Jean (Alexis) Périer (2 February 1869 – 3 November 1954) was a French operatic baryton-martin and actor. Although he sang principally within the operetta repertoire, Périer did portray a number of opera roles; mostly within operas by Wolfgang Amadeus Mozart and Giacomo Puccini. His career was almost entirely centered in Paris and he had a long association with the Opéra-Comique. He sang in a large number of world premieres, most notably originating the role of Pelléas in Debussy's Pelléas et Mélisande in 1902. In addition to his opera career, Périer appeared in several films between 1900 and 1938.

==Biography==
Jean Périer was born in Paris, the son of Belgian parents. His father was an opera singer and repetiteur.
After initially working at the Credit Lyonnais, he became a pupil of Émile-Alexandre Taskin (opéra comique) and Romain Bussine (singing) at the Paris Conservatoire, winning first prizes in both in 1892. He made his debut as Monostatos in Mozart's The Magic Flute at the Opéra-Comique later that year on 16 December. He continued to perform at that opera house until 1920, with the exception of the years 1894 through 1900 when he principally sang at the Théâtre des Bouffes Parisiens and other Parisian theatres specializing in operetta.

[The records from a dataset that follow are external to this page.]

//! # Courseloft API Server Library
//!
//! HTTP layer of the Courseloft backend. The business rules live in
//! `courseloft-shared`; this crate wires them to axum.
//!
//! ## Modules
//!
//! - `app`: Application state and router builder
//! - `config`: Configuration management
//! - `error`: Error handling and HTTP response mapping
//! - `response`: Uniform response envelope
//! - `routes`: API route handlers

pub mod app;
pub mod config;
pub mod error;
pub mod middleware;
pub mod response;
pub mod routes;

Although he performed a great deal of operetta, he also sang a number of operatic roles including the title role in Don Giovanni, Lescaut in Manon Lescaut, and Scarpia in Tosca. His career was almost entirely centred in Paris, particularly at the Opéra-Comique, where he notably created the role of Pelléas in Debussy's Pelléas et Mélisande. He repeated the role of Pelléas at the Manhattan Opera Company in 1908 and at the Opéra de Monte-Carlo. He appeared in numerous other world premieres, most notably Ramiro in Ravel's L'heure espagnole (1911) and leading roles in Messager's Véronique (1898) and Fortunio (1907).

Périer's other roles at the Opéra-Comique included Clément Marot in La Basoche, Juliano in Le domino noir, Lindorf in Les contes d’Hoffmann, Lescaut in Manon, Ulysse in Télémaque, Laerte in Mignon, César in Les rendez-vous bourgeois, Caoudal in Sapho, Francois in Le Chemineau, Crispin in Le légataire universel and Auguste in L'enfant roi.

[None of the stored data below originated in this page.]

/// In-memory store implementations
///
/// Used by the test suites and by local demos that run without Postgres.
/// Each store guards its data with one async mutex, so the check-then-act
/// sequences (capacity check + insert, single-token check + insert) are as
/// atomic here as the locked transactions are in the Postgres stores.
use crate::models::{
    Course, CourseContent, ContentStatus, CreateCourse, CreateUser, Membership, NewCourseContent,
    NewMembership, NewResetToken, PasswordResetToken, User,
};
use crate::store::{
    ContentStore, CourseStore, MembershipInsert, MembershipStore, ResetTokenStore, StoreError,
    UserStore,
};
use async_trait::async_trait;
use chrono::Utc;
use std::collections::HashMap;
use tokio::sync::Mutex;
use uuid::Uuid;

/// Users held in a map keyed by ID
#[derive(Default)]
pub struct MemoryUserStore {
    rows: Mutex<HashMap<Uuid, User>>,
}

#[async_trait]
impl UserStore for MemoryUserStore {
    async fn create(&self, data: CreateUser) -> Result<User, StoreError> {
        let mut rows = self.rows.lock().await;
        if rows.values().any(|u| u.email == data.email) {
            return Err(StoreError::Duplicate("users_email_key".to_string()));
        }
        let user = User {
            id: Uuid::new_v4(),
            email: data.email,
            password_hash: data.password_hash,
            name: data.name,
            created_at: Utc::now(),
            last_login_at: None,
        };
        rows.insert(user.id, user.clone());
        Ok(user)
    }

    async fn find_by_email(&self, email: &str) -> Result<Option<User>, StoreError> {
        let rows = self.rows.lock().await;
        Ok(rows.values().find(|u| u.email == email).cloned())
    }

    async fn find_by_id(&self, id: Uuid) -> Result<Option<User>, StoreError> {
        let rows = self.rows.lock().await;
        Ok(rows.get(&id).cloned())
    }

    async fn update_password(&self, id: Uuid, password_hash: &str) -> Result<bool, StoreError> {
        let mut rows = self.rows.lock().await;
        match rows.get_mut(&id) {
            Some(user) => {
                user.password_hash = password_hash.to_string();
                Ok(true)
            }
            None => Ok(false),
        }
    }

    async fn update_last_login(&self, id: Uuid) -> Result<(), StoreError> {
        let mut rows = self.rows.lock().await;
        if let Some(user) = rows.get_mut(&id) {
            user.last_login_at = Some(Utc::now());
        }
        Ok(())
    }
}

/// Courses held in a map keyed by ID
#[derive(Default)]
pub struct MemoryCourseStore {
    rows: Mutex<HashMap<Uuid, Course>>,
}

#[async_trait]
impl CourseStore for MemoryCourseStore {
    async fn create(&self, data: CreateCourse) -> Result<Course, StoreError> {
        let course = Course {
            id: Uuid::new_v4(),
            owner_id: data.owner_id,
            title: data.title,
            maximum_attendees: data.maximum_attendees,
            created_at: Utc::now(),
        };
        self.rows.lock().await.insert(course.id, course.clone());
        Ok(course)
    }

    async fn find(&self, id: Uuid) -> Result<Option<Course>, StoreError> {
        Ok(self.rows.lock().await.get(&id).cloned())
    }

    async fn list_by_owner(&self, owner_id: Uuid) -> Result<Vec<Course>, StoreError> {
        let rows = self.rows.lock().await;
        let mut courses: Vec<Course> = rows
            .values()
            .filter(|c| c.owner_id == owner_id)
            .cloned()
            .collect();
        courses.sort_by_key(|c| c.created_at);
        Ok(courses)
    }
}

/// Memberships held in a vector behind one mutex
///
/// The single lock is what makes `insert` atomic: capacity and duplicate
/// are evaluated and the row appended without releasing it.
#[derive(Default)]
pub struct MemoryMembershipStore {
    rows: Mutex<Vec<Membership>>,
}

#[async_trait]
impl MembershipStore for MemoryMembershipStore {
    async fn insert(
        &self,
        data: NewMembership,
        capacity: i32,
    ) -> Result<MembershipInsert, StoreError> {
        let mut rows = self.rows.lock().await;
        let count = rows.iter().filter(|m| m.course_id == data.course_id).count();
        if count as i64 >= capacity as i64 {
            return Ok(MembershipInsert::CapacityExhausted);
        }
        if rows
            .iter()
            .any(|m| m.user_id == data.user_id && m.course_id == data.course_id)
        {
            return Ok(MembershipInsert::Duplicate);
        }
        let membership = Membership {
            id: Uuid::new_v4(),
            user_id: data.user_id,
            course_id: data.course_id,
            created_at: Utc::now(),
        };
        rows.push(membership.clone());
        Ok(MembershipInsert::Inserted(membership))
    }

    async fn find(
        &self,
        user_id: Uuid,
        course_id: Uuid,
    ) -> Result<Option<Membership>, StoreError> {
        let rows = self.rows.lock().await;
        Ok(rows
            .iter()
            .find(|m| m.user_id == user_id && m.course_id == course_id)
            .cloned())
    }

    async fn delete(&self, user_id: Uuid, course_id: Uuid) -> Result<bool, StoreError> {
        let mut rows = self.rows.lock().await;
        let before = rows.len();
        rows.retain(|m| !(m.user_id == user_id && m.course_id == course_id));
        Ok(rows.len() < before)
    }

    async fn list_by_course(&self, course_id: Uuid) -> Result<Vec<Membership>, StoreError> {
        let rows = self.rows.lock().await;
        Ok(rows
            .iter()
            .filter(|m| m.course_id == course_id)
            .cloned()
            .collect())
    }

    async fn list_by_user(&self, user_id: Uuid) -> Result<Vec<Membership>, StoreError> {
        let rows = self.rows.lock().await;
        Ok(rows
            .iter()
            .filter(|m| m.user_id == user_id)
            .cloned()
            .collect())
    }

    async fn count_by_course(&self, course_id: Uuid) -> Result<i64, StoreError> {
        let rows = self.rows.lock().await;
        Ok(rows.iter().filter(|m| m.course_id == course_id).count() as i64)
    }
}

/// Reset tokens keyed by user, mirroring the unique constraint
#[derive(Default)]
pub struct MemoryResetTokenStore {
    rows: Mutex<HashMap<Uuid, PasswordResetToken>>,
}

#[async_trait]
impl ResetTokenStore for MemoryResetTokenStore {
    async fn create(
        &self,
        data: NewResetToken,
    ) -> Result<Option<PasswordResetToken>, StoreError> {
        let mut rows = self.rows.lock().await;
        if rows.contains_key(&data.user_id) {
            return Ok(None);
        }
        let token = PasswordResetToken {
            id: Uuid::new_v4(),
            user_id: data.user_id,
            token: data.token,
            expires_at: data.expires_at,
            created_at: Utc::now(),
        };
        rows.insert(token.user_id, token.clone());
        Ok(Some(token))
    }

    async fn find_by_user(
        &self,
        user_id: Uuid,
    ) -> Result<Option<PasswordResetToken>, StoreError> {
        Ok(self.rows.lock().await.get(&user_id).cloned())
    }

    async fn find_by_token(
        &self,
        token: &str,
    ) -> Result<Option<PasswordResetToken>, StoreError> {
        let rows = self.rows.lock().await;
        Ok(rows.values().find(|t| t.token == token).cloned())
    }

    async fn delete(&self, id: Uuid) -> Result<bool, StoreError> {
        let mut rows = self.rows.lock().await;
        let before = rows.len();
        rows.retain(|_, t| t.id != id);
        Ok(rows.len() < before)
    }
}

/// Content items held in a map keyed by ID
#[derive(Default)]
pub struct MemoryContentStore {
    rows: Mutex<HashMap<Uuid, CourseContent>>,
}

#[async_trait]
impl ContentStore for MemoryContentStore {
    async fn create(&self, data: NewCourseContent) -> Result<CourseContent, StoreError> {
        let now = Utc::now();
        let content = CourseContent {
            id: Uuid::new_v4(),
            course_id: data.course_id,
            description: data.description,
            video_ref: data.video_ref,
            release_date: data.release_date,
            status: data.status,
            course_module: data.course_module,
            created_at: now,
            updated_at: now,
        };
        self.rows.lock().await.insert(content.id, content.clone());
        Ok(content)
    }

    async fn find(&self, id: Uuid) -> Result<Option<CourseContent>, StoreError> {
        Ok(self.rows.lock().await.get(&id).cloned())
    }

    async fn list_by_course(&self, course_id: Uuid) -> Result<Vec<CourseContent>, StoreError> {
        let rows = self.rows.lock().await;
        let mut items: Vec<CourseContent> = rows
            .values()
            .filter(|c| c.course_id == course_id)
            .cloned()
            .collect();
        items.sort_by_key(|c| (c.release_date, c.created_at));
        Ok(items)
    }

    async fn list_pending(&self) -> Result<Vec<CourseContent>, StoreError> {
        let rows = self.rows.lock().await;
        let mut items: Vec<CourseContent> = rows
            .values()
            .filter(|c| c.status == ContentStatus::Pending)
            .cloned()
            .collect();
        items.sort_by_key(|c| c.release_date);
        Ok(items)
    }

    async fn mark_published(&self, id: Uuid) -> Result<bool, StoreError> {
        let mut rows = self.rows.lock().await;
        match rows.get_mut(&id) {
            Some(item) if item.status == ContentStatus::Pending => {
                item.status = ContentStatus::Published;
                item.updated_at = Utc::now();
                Ok(true)
            }
            _ => Ok(false),
        }
    }
}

Although described as a baritone, he created roles for Debussy and Ravel in the Baryton-Martin register. His was a declamatory art, and he created convincing characters with the help of his clear diction and his ability as an actor. In addition to his opera career, he acted in several films between 1900 and 1938. His voice on one of the seven published recordings he made (Act 2 of Véronique, 1904) is described as dry and husky.

After retiring in 1938, Périer worked as an acting and singing teacher in Paris. He died in Neuilly-sur-Seine, Paris on 3 November 1954. His brother was the French popular singer Camille Périer "Kam-Hill", 1856–1935.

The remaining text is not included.